Monday, December 29, 2008

Peter Pan

Last night the family was together watching Peter Pan...a personal favorite...toward the end of the movie the Wendy turns to Peter to give him a thimble (a kiss)...

Now the boys and I are sitting on the big couch, Vilayphone is on the little one and baby girl is on the ground wrapped in a blanket big enough for her to get lost in for a week.

...just as they kiss, I look over at the boys and we all make that kissing is gross noise, you know somewhere between the I hate going to the dentist groan and kindly remove the toothpick from my eyes, they've had enough noise...just as we are entering full swing into our audible rebellion of Wendy and Peter Pan's act, Ella, our just turned three years old but gonna DIVA anyway, whips around and with all the ferocity of a baby lamb grunts "its not silly, its not silly!" We lost it :)

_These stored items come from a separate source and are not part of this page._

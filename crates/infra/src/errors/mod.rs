//! Infrastructure error plumbing

pub mod conversions;

pub use conversions::{InfraError, IntoPayRunError};
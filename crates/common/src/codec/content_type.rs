//! Content-type dispatch

use std::fmt;

use once_cell::sync::Lazy;
use regex::Regex;

use crate::error::{CommonError, CommonResult};

static XML_CONTENT: Lazy<Regex> = Lazy::new(|| {
    Regex::new(r"(?i)application/xml|text/xml|application/vnd\.[^;]+\+xml")
        .expect("XML_CONTENT should compile - this is a bug")
});

static JSON_CONTENT: Lazy<Regex> = Lazy::new(|| {
    Regex::new(r"(?i)application/json|text/json|application/vnd\.[^;]+\+json")
        .expect("JSON_CONTENT should compile - this is a bug")
});

/// Wire syntax of a request or response body
#[derive(Debug, Clone, Copy, PartialEq, Eq, Hash)]
pub enum WireFormat {
    Xml,
    Json,
}

impl WireFormat {
    /// Classify a `Content-Type` header value. XML families are checked
    /// first.
    ///
    /// # Errors
    /// Returns `CommonError::UnsupportedContentType` when neither family
    /// matches.
    pub fn from_content_type(content_type: &str) -> CommonResult<Self> {
        if XML_CONTENT.is_match(content_type) {
            Ok(Self::Xml)
        } else if JSON_CONTENT.is_match(content_type) {
            Ok(Self::Json)
        } else {
            Err(CommonError::unsupported_content_type(content_type))
        }
    }

    /// Canonical media type for this format.
    pub fn media_type(self) -> &'static str {
        match self {
            Self::Xml => "application/xml",
            Self::Json => "application/json",
        }
    }
}

impl fmt::Display for WireFormat {
    fn fmt(&self, f: &mut fmt::Formatter<'_>) -> fmt::Result {
        match self {
            Self::Xml => f.write_str("XML"),
            Self::Json => f.write_str("JSON"),
        }
    }
}
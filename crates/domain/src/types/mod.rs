//! Domain types and models
//!
//! The DTO catalog itself is supplied by callers; only the link types the
//! pipeline returns from create/list operations live here.

pub mod link;

pub use link::{Link, LinkCollection, LinkList};
// src/storage/file.rs

use std::{
    io::{ErrorKind, Write},
    path::{Path, PathBuf},
};

use async_trait::async_trait;
use tempfile::NamedTempFile;
use tokio::sync::Mutex;

use super::{ScoreStore, StorageError};
use crate::models::leaderboard::LeaderboardEntry;

const HEADER: [&str; 2] = ["Team", "Score"];

/// Leaderboard kept in a CSV file with a `Team,Score` header.
///
/// Every mutation rewrites the whole file: the new content goes to a fresh
/// temporary file in the same directory which is then persisted over the
/// original, so readers never see a half-written table. Writers inside this
/// process are serialized by `write_lock`, and so is recreating a missing file.
pub struct CsvScoreStore {
    path: PathBuf,
    write_lock: Mutex<()>,
}

impl CsvScoreStore {
    pub fn new(path: impl Into<PathBuf>) -> Self {
        Self {
            path: path.into(),
            write_lock: Mutex::new(()),
        }
    }

    pub fn path(&self) -> &Path {
        &self.path
    }

    async fn load(&self) -> Result<Option<Vec<LeaderboardEntry>>, StorageError> {
        match tokio::fs::read(&self.path).await {
            Ok(bytes) => parse(&bytes).map(Some),
            Err(e) if e.kind() == ErrorKind::NotFound => Ok(None),
            Err(e) => Err(e.into()),
        }
    }

    /// Must be called with `write_lock` held.
    async fn write_all(&self, rows: &[LeaderboardEntry]) -> Result<(), StorageError> {
        let bytes = render(rows)?;

        let parent = match self.path.parent() {
            Some(p) if !p.as_os_str().is_empty() => p.to_path_buf(),
            _ => PathBuf::from("."),
        };
        tokio::fs::create_dir_all(&parent).await?;

        let path = self.path.clone();
        tokio::task::spawn_blocking(move || {
            let mut tmp = NamedTempFile::new_in(&parent)?;
            tmp.write_all(&bytes)?;
            tmp.as_file().sync_all()?;
            tmp.persist(&path).map_err(|e| e.error)?;
            Ok::<_, std::io::Error>(())
        })
        .await
        .map_err(std::io::Error::other)??;

        Ok(())
    }

    /// Writes an empty table unless the file appeared meanwhile.
    /// Must be called with `write_lock` held.
    async fn create_if_missing(&self) -> Result<bool, StorageError> {
        if tokio::fs::try_exists(&self.path).await? {
            return Ok(false);
        }
        self.write_all(&[]).await?;
        Ok(true)
    }
}

#[async_trait]
impl ScoreStore for CsvScoreStore {
    async fn exists(&self) -> Result<bool, StorageError> {
        Ok(tokio::fs::try_exists(&self.path).await?)
    }

    async fn init_empty(&self) -> Result<(), StorageError> {
        let _guard = self.write_lock.lock().await;
        if self.create_if_missing().await? {
            tracing::info!("Initialized empty leaderboard at {:?}", self.path);
        }
        Ok(())
    }

    async fn read_all(&self) -> Result<Vec<LeaderboardEntry>, StorageError> {
        if let Some(rows) = self.load().await? {
            return Ok(rows);
        }

        // Re-check under the lock: a writer may have created the file since.
        let _guard = self.write_lock.lock().await;
        if let Some(rows) = self.load().await? {
            return Ok(rows);
        }

        tracing::warn!("Leaderboard {:?} is missing, recreating it", self.path);
        self.create_if_missing().await?;
        Ok(Vec::new())
    }

    async fn append_and_persist(&self, entry: LeaderboardEntry) -> Result<(), StorageError> {
        let _guard = self.write_lock.lock().await;

        let mut rows = self.load().await?.unwrap_or_default();
        rows.push(entry);
        self.write_all(&rows).await
    }
}

fn parse(bytes: &[u8]) -> Result<Vec<LeaderboardEntry>, StorageError> {
    let mut reader = csv::ReaderBuilder::new()
        .has_headers(true)
        .trim(csv::Trim::All)
        .from_reader(bytes);

    let headers = reader.headers()?;
    if headers.iter().ne(HEADER) {
        return Err(StorageError::Malformed(format!(
            "expected header {:?}, found {:?}",
            HEADER.join(","),
            headers.iter().collect::<Vec<_>>().join(",")
        )));
    }

    reader
        .deserialize()
        .map(|row| row.map_err(StorageError::from))
        .collect()
}

fn render(rows: &[LeaderboardEntry]) -> Result<Vec<u8>, StorageError> {
    let mut writer = csv::WriterBuilder::new()
        .has_headers(false)
        .from_writer(Vec::new());

    writer.write_record(HEADER)?;
    for row in rows {
        writer.serialize(row)?;
    }

    writer
        .into_inner()
        .map_err(|e| StorageError::Io(e.into_error()))
}
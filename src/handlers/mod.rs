// src/handlers/mod.rs

pub mod leaderboard;
pub mod quiz;
pub mod session;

On another note, it is astonishing to me how much this little girl comprehends...and feels. At the end of the movie, aftering having thier fill of neverland, Wendy, her brothers, the lost boys and of course Pan return to the nursery...they find their mother sleeping in the rocker and they want to surprise her about thier return, so they hop into bed without waking her...she eventually wakes and after looking at the beds and seeing but not beleiving the kids are actually in thier beds, she exits the room... AT THIS MOMENT ELLA CLIMBS INTO MY LAP AND IS WEEPING! Not knowing what to do, she sits there, tears and boogies streaming down her face, just pointing at the TV looking like she just witnessed the spontaneous explosion of Santa Claus...but then Mother rushes back to the room to discover the kids are real and embraces them all intensely...Ella's tears imediately cease and boogies dry faster than super glue...and she claps the clap of relief...

At 16 I learned that my finger didn't belong in my nose...how can she understand and feel this way?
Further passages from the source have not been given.